SEC Tweaks In-House Court Rules

Posted on July 14, 2016, by Richard J.L. Lomuscio in SEC Guidance. Comments Off on SEC Tweaks In-House Court Rules

While not directly acknowledging the criticism its in-house courts have received over the past year, the Securities and Exchange Commission (“SEC”) yesterday adopted final amendments to the rules of practice governing its administrative proceedings that were  initially proposed in September 2015. Among other things, these amendments:

  • Extend the potential length of the prehearing period from the current four months to a maximum of 10 months for the cases designated for the longest timelines;
  • Allow parties in the cases designated for the longest timelines the right to notice three depositions per side in single-respondent cases and five depositions per side in multi-respondent cases, and to request an additional two depositions;
  • Clarify the types of dispositive motions that may be filed at various stages of proceedings and the applicable procedures and legal standards for the motions; and
  • Make additional clarifying and conforming changes to other rules, including rules regarding the admissibility of certain types of evidence, expert disclosures and reports, the requirements for the contents of an answer, and procedures for appeals.

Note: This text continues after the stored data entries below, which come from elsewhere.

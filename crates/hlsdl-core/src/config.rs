use anyhow::Result;
use serde::{Deserialize, Serialize};
use std::fs;
use std::path::PathBuf;
use std::time::Duration;

use crate::retry::RetryPolicy;

/// Retry policy parameters (optional section in config.toml).
#[derive(Debug, Clone, Serialize, Deserialize)]
pub struct RetryConfig {
    /// Retries per segment after the first attempt.
    pub max_retries: u32,
    /// Base delay in milliseconds; attempt `n` waits `base_delay_ms * 2^n`.
    pub base_delay_ms: u64,
}

impl Default for RetryConfig {
    fn default() -> Self {
        Self {
            max_retries: 3,
            base_delay_ms: 1000,
        }
    }
}

impl RetryConfig {
    pub fn policy(&self) -> RetryPolicy {
        RetryPolicy {
            max_retries: self.max_retries,
            base_delay: Duration::from_millis(self.base_delay_ms),
        }
    }
}

/// libcurl transfer limits (optional section in config.toml).
#[derive(Debug, Clone, Serialize, Deserialize)]
pub struct HttpConfig {
    pub connect_timeout_secs: u64,
    /// Abort a transfer that stays below this many bytes/s for `low_speed_time_secs`.
    pub low_speed_limit_bytes: u32,
    pub low_speed_time_secs: u64,
    #[serde(default)]
    pub user_agent: Option<String>,
}

impl Default for HttpConfig {
    fn default() -> Self {
        Self {
            connect_timeout_secs: 30,
            low_speed_limit_bytes: 1024,
            low_speed_time_secs: 60,
            user_agent: None,
        }
    }
}

/// Global configuration loaded from `~/.config/hlsdl/config.toml`.
#[derive(Debug, Clone, Serialize, Deserialize)]
pub struct HlsdlConfig {
    /// Number of segment workers per download.
    pub concurrency: usize,
    /// Optional retry policy; if missing, built-in defaults are used.
    #[serde(default)]
    pub retry: Option<RetryConfig>,
    /// Optional transfer limits; if missing, built-in defaults are used.
    #[serde(default)]
    pub http: Option<HttpConfig>,
}

impl Default for HlsdlConfig {
    fn default() -> Self {
        Self {
            concurrency: 3,
            retry: None,
            http: None,
        }
    }
}

impl HlsdlConfig {
    pub fn retry_config(&self) -> RetryConfig {
        self.retry.clone().unwrap_or_default()
    }

    pub fn http_config(&self) -> HttpConfig {
        self.http.clone().unwrap_or_default()
    }
}

pub fn config_path() -> Result<PathBuf> {
    let xdg_dirs = xdg::BaseDirectories::with_prefix("hlsdl")?;
    Ok(xdg_dirs.place_config_file("config.toml")?)
}

/// Load configuration from disk, creating a default file if none exists.
pub fn load_or_init() -> Result<HlsdlConfig> {
    let path = config_path()?;
    if !path.exists() {
        let default_cfg = HlsdlConfig::default();
        let toml = toml::to_string_pretty(&default_cfg)?;
        if let Some(parent) = path.parent() {
            fs::create_dir_all(parent)?;
        }
        fs::write(&path, toml)?;
        tracing::info!("created default config at {}", path.display());
        return Ok(default_cfg);
    }

    let data = fs::read_to_string(&path)?;
    let cfg: HlsdlConfig = toml::from_str(&data)?;
    Ok(cfg)
}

According to the adopting release, the amendments will become effective 60 days after publication in the Federal Register and will apply to all proceedings initiated on or after that date as well as to pending matters based on the phase of the particular proceeding. The full text of the amended rules can be found at

These amendments, however, are unlikely to quell critics of the SEC’s in-house courts who to date have been rebuffed by appellate courts in seeking to have their constitutional challenges heard as an initial matter by federal district courts rather than by the SEC. The D.C. Circuit is the next appellate court slotted to weigh-in on the constitutionality issue in a decision that could be the last word on the subject for some time given that the Supreme Court has thus far declined to review the earlier appellate decisions.